Genç ne yapacağını bilemez halde dalgaların uzaklaştırdığı kız arkadaşına bakıyor, bağırıyordu. Sağa sola deli gibi koştururken, hemen yanından birinin denize atladığını duydu, bu az önce dalga geçtiği ihtiyar adamdı.

İhtiyar adam dalgaların tüm zorluğuna rağmen, güçlü kulaçlarla kıza yetişti, saçlarından yakaladı kayalara doğru çekti. Kayalara yaklaştığında kıyıdaki genç, kızı yakalayıp önce yukarı, sonra sahile çekti. İhtiyar adamı o anda unutmuştu bile. Birden aklına gelip denize doğru baktığında ihtiyar adamın hala çıkamadığını gördü.

İhtiyar kollarında derman kalmamış halde, kendisini kıyıdan koparmaya çalışan dalgalara kendini bıraktı. Genç çılgına döndü, sevdiği kızı kurtaran , az önce dalga geçtiği ihtiyar gidiyordu. Kısa zamanda büyük şeyler olmuştu hayatında. Hayatta en çok sevdiği kişiyi kurtaramamış, başkası kurtarmıştı ve o da şimdi kendisinden özür bile dileyemeden, boynuna tüm utançları takarak sonsuza dek gidiyordu.

Kendine tam gelememiş kız , gencin Sulara atlayışına baktı bağırdı ama nafile. Oysa arkadaşının kendisi kadar bile yüzemediğini iyi biliyordu.

Genç erkek tüm çabasına rağmen ihtiyara yaklaşamamıştı bile , dalgaların üzerinde boğulan değil, sanki dinlenen biri gibi duran ihtiyar da sanki gülümsüyor gibiydi. Genç bir anda ihtiyardan daha çok kıyıdan uzaklaştığını farketti. Bitiyordu herşey. "Gerçekmiş demek ki " diye düşündü, hayatı, arkadaşları , sevdikleri hızlıca gözlerinin önünden geçiyor gibiydi. İnsan ölüme yaklaşınca böyle oluyormuş. Su yutuyordu ama mücadeleyi bırakmıştı.

****************

Birden beklenmedik birşey oldu; genç adam kolunun kuvvetlice yakalandığını hissetti, önce köpekbalığı aklına gelip telaşla çekmek istedi ama hemen yanında ihtiyar adamı farketti. İhtiyar adam önce kolundan yakalamış, sonra yakasından tutup, onu bir bebek gibi çekmeye başlamıştı.

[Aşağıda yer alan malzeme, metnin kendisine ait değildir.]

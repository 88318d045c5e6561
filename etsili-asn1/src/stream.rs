//! Streaming BER encoder
//!
//! Appends items straight into a growable byte buffer: no staging tree, no
//! second pass. Constructed fields open indefinite-form regions and are
//! closed later with [`BerStream::endseq`], which writes the two-zero-octet
//! end-of-contents markers.
//!
//! The buffer may move when it grows; callers coordinate through byte
//! offsets, never addresses.

use bytes::Bytes;
use etsili_core::error::EtsiliResult;
use etsili_core::IdentClass;

use crate::primitives::{calculate_length, encode_item, EncodeValue};

/// Append-only BER output buffer.
pub struct BerStream {
    buf: Vec<u8>,
    increment: usize,
}

impl BerStream {
    pub fn new(init_alloc: usize, increment: usize) -> Self {
        BerStream {
            buf: Vec::with_capacity(init_alloc),
            increment,
        }
    }

    fn ensure(&mut self, needed: usize) {
        if self.buf.capacity() - self.buf.len() < needed {
            self.buf.reserve(needed + self.increment);
        }
    }

    /// Append one item. Returns the offset the item starts at.
    pub fn encode_next(
        &mut self,
        encode_as: u8,
        class: IdentClass,
        identifier: u32,
        value: &EncodeValue,
    ) -> EtsiliResult<usize> {
        self.ensure(calculate_length(identifier, encode_as, value.raw_len()));
        let at = self.buf.len();
        encode_item(&mut self.buf, encode_as, class, identifier, value)?;
        Ok(at)
    }

    /// Close `depth` open indefinite-form regions: two zero octets each.
    pub fn endseq(&mut self, depth: usize) {
        self.ensure(depth * 2);
        self.buf.resize(self.buf.len() + depth * 2, 0);
    }

    /// Append an already-encoded run of bytes verbatim.
    pub fn append_preencoded(&mut self, chunk: &[u8]) {
        self.ensure(chunk.len());
        self.buf.extend_from_slice(chunk);
    }

    pub fn len(&self) -> usize {
        self.buf.len()
    }

    pub fn increment(&self) -> usize {
        self.increment
    }

    pub fn is_empty(&self) -> bool {
        self.buf.is_empty()
    }

    pub fn as_bytes(&self) -> &[u8] {
        &self.buf
    }

    /// Take the encoded bytes, leaving the stream empty and ready for the
    /// next record.
    pub fn finish(&mut self) -> Bytes {
        let out = std::mem::take(&mut self.buf);
        Bytes::from(out)
    }

    pub fn reset(&mut self) {
        self.buf.clear();
    }
}

/// Render one standalone item into an immutable chunk, for the preencoded
/// tables the record builder replays into every emission.
pub fn encode_chunk(
    encode_as: u8,
    class: IdentClass,
    identifier: u32,
    value: &EncodeValue,
) -> EtsiliResult<Bytes> {
    let mut buf = Vec::with_capacity(calculate_length(identifier, encode_as, value.raw_len()));
    encode_item(&mut buf, encode_as, class, identifier, value)?;
    Ok(Bytes::from(buf))
}

#[cfg(test)]
mod tests {
    use super::*;
    use crate::decoder::Decoder;
    use etsili_core::tag;

    #[test]
    fn test_stream_roundtrip() {
        let mut stream = BerStream::new(64, 64);
        stream
            .encode_next(
                tag::SEQUENCE,
                IdentClass::UniversalConstruct,
                tag::SEQUENCE as u32,
                &EncodeValue::None,
            )
            .unwrap();
        stream
            .encode_next(
                tag::OCTETSTRING,
                IdentClass::ContextPrimitive,
                1,
                &EncodeValue::Bytes(b"xy"),
            )
            .unwrap();
        stream.endseq(1);

        let bytes = stream.finish();
        let mut dec = Decoder::new(&bytes);
        dec.decode_next().unwrap();
        assert!(dec.current_item().unwrap().indefinite);
        dec.decode_next().unwrap();
        assert_eq!(dec.identifier(), Some(1));
        assert_eq!(dec.item_bytes(), Some(&b"xy"[..]));
    }

    #[test]
    fn test_endseq_writes_zero_pairs() {
        let mut stream = BerStream::new(8, 8);
        stream.endseq(3);
        assert_eq!(stream.as_bytes(), &[0u8; 6]);
    }

    #[test]
    fn test_growth_preserves_content() {
        let mut stream = BerStream::new(4, 4);
        let payload = vec![0xaa; 300];
        stream
            .encode_next(
                tag::OCTETSTRING,
                IdentClass::ContextPrimitive,
                0,
                &EncodeValue::Bytes(&payload),
            )
            .unwrap();
        let bytes = stream.finish();
        assert_eq!(&bytes[bytes.len() - 300..], payload.as_slice());
    }

    #[test]
    fn test_encode_chunk_matches_stream() {
        let chunk = encode_chunk(
            tag::ENUM,
            IdentClass::ContextPrimitive,
            0,
            &EncodeValue::Integer { value: 1, width: 4 },
        )
        .unwrap();

        let mut stream = BerStream::new(16, 16);
        stream
            .encode_next(
                tag::ENUM,
                IdentClass::ContextPrimitive,
                0,
                &EncodeValue::Integer { value: 1, width: 4 },
            )
            .unwrap();
        assert_eq!(stream.as_bytes(), chunk.as_ref());
    }
}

Göz açıp kapayana kadar kıyıya gelmişlerdi. İhtiyar adam, genci kızın yanına kadar atmış, nefesleniyordu. Gençlere gülümsedi ; "- Siz de, ben de bu Gün güzel dersler aldık. Ben kendi adıma çok mutlu oldum. Siz kimseyi küçümsememeyi öğrendiniz. Ben de bu küçük dalgalarda sizi deneyerek, insanlığın ölmediğini gördüm. Delikanlı beni kurtarmaya gelmen, beni ne kadar mutlu etti sana anlatamam. Fakat ben daha bu dalgalara yenilecek kadar kocamadım"

İhtiyar kıyıda kendilerini toparlamaya çalışan gençlerin birşey söylemesine fırsat vermedi; "-Hoşçakalın !. . . " deyip yürüdü.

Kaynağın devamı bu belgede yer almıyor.